§ Task directions
Copy every line of the records below that holds the word "Result".
+ + + + +
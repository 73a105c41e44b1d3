//! Literal `default` tag injection.

use crate::config::EngineConfig;
use crate::error::EngineError;
use crate::schema::{AnyRecord, Record, Schema, Walk};
use crate::value::Kind;

/// Seeds a record with its tag-declared default values.
///
/// Defaults are a baseline for later extraction steps, not a fallback:
/// every field carrying a `default` tag is overwritten, whatever value it
/// held. Missing nested records are allocated and visited depth-first.
/// Kinds the engine does not understand are skipped. Rules are never
/// parsed or checked here.
///
/// # Examples
///
/// ```
/// use bind_core::{DefaultInjector, Record, SchemaBuilder};
///
/// #[derive(Default)]
/// struct Page {
///     size: u32,
///     sort: Option<String>,
/// }
///
/// impl Record for Page {
///     fn describe(schema: &mut SchemaBuilder<Self>) {
///         schema
///             .field("Size", r#"default:"20""#, |p| &p.size, |p| &mut p.size)
///             .field("Sort", r#"default:"name""#, |p| &p.sort, |p| &mut p.sort);
///     }
/// }
///
/// let mut page = Page { size: 99, sort: None };
/// DefaultInjector::default().apply(&mut page).unwrap();
/// assert_eq!(page.size, 20);
/// assert_eq!(page.sort.as_deref(), Some("name"));
/// ```
#[derive(Debug, Clone, Copy, Default)]
pub struct DefaultInjector {
    config: EngineConfig,
}

impl DefaultInjector {
    /// Creates an injector with the given limits.
    pub fn new(config: EngineConfig) -> Self {
        Self { config }
    }

    /// Applies every `default` tag reachable from `record`.
    ///
    /// # Errors
    ///
    /// A config [`EngineError`] if a default literal does not parse as its
    /// field's kind, or a depth error if nesting exceeds
    /// [`EngineConfig::max_depth`].
    pub fn apply<R: Record>(&self, record: &mut R) -> Result<(), EngineError> {
        let mut walk = Walk::new(self.config);
        tracing::debug!(record = record.type_name(), "injecting defaults");
        record.inject_defaults(&mut walk)
    }
}

pub(crate) fn inject<R: Record>(record: &mut R, walk: &mut Walk) -> Result<(), EngineError> {
    let schema = Schema::<R>::build();

    for entry in schema.entries() {
        if entry.kind() == Kind::Record {
            walk.descend(entry.name(), |w| match entry.nested_or_insert(record) {
                Some(nested) => nested.inject_defaults(w),
                None => Ok(()),
            })?;
            continue;
        }

        let Some(literal) = entry.default_literal() else {
            continue;
        };

        if entry.kind() == Kind::Opaque {
            tracing::trace!(field = %walk.path_of(entry.name()), "skipping default for opaque kind");
            continue;
        }

        if let Some(field) = entry.value_mut(record) {
            field.set_from_text(literal).map_err(|e| {
                EngineError::config(walk.path_of(entry.name()), format!("invalid default: {}", e))
            })?;
            tracing::trace!(field = %walk.path_of(entry.name()), default = literal, "default applied");
        }
    }

    Ok(())
}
+ + + + +
§ Solution for this task
    pub fn apply<R: Record>(&self, record: &mut R) -> Result<(), EngineError> {
pub(crate) fn inject<R: Record>(record: &mut R, walk: &mut Walk) -> Result<(), EngineError> {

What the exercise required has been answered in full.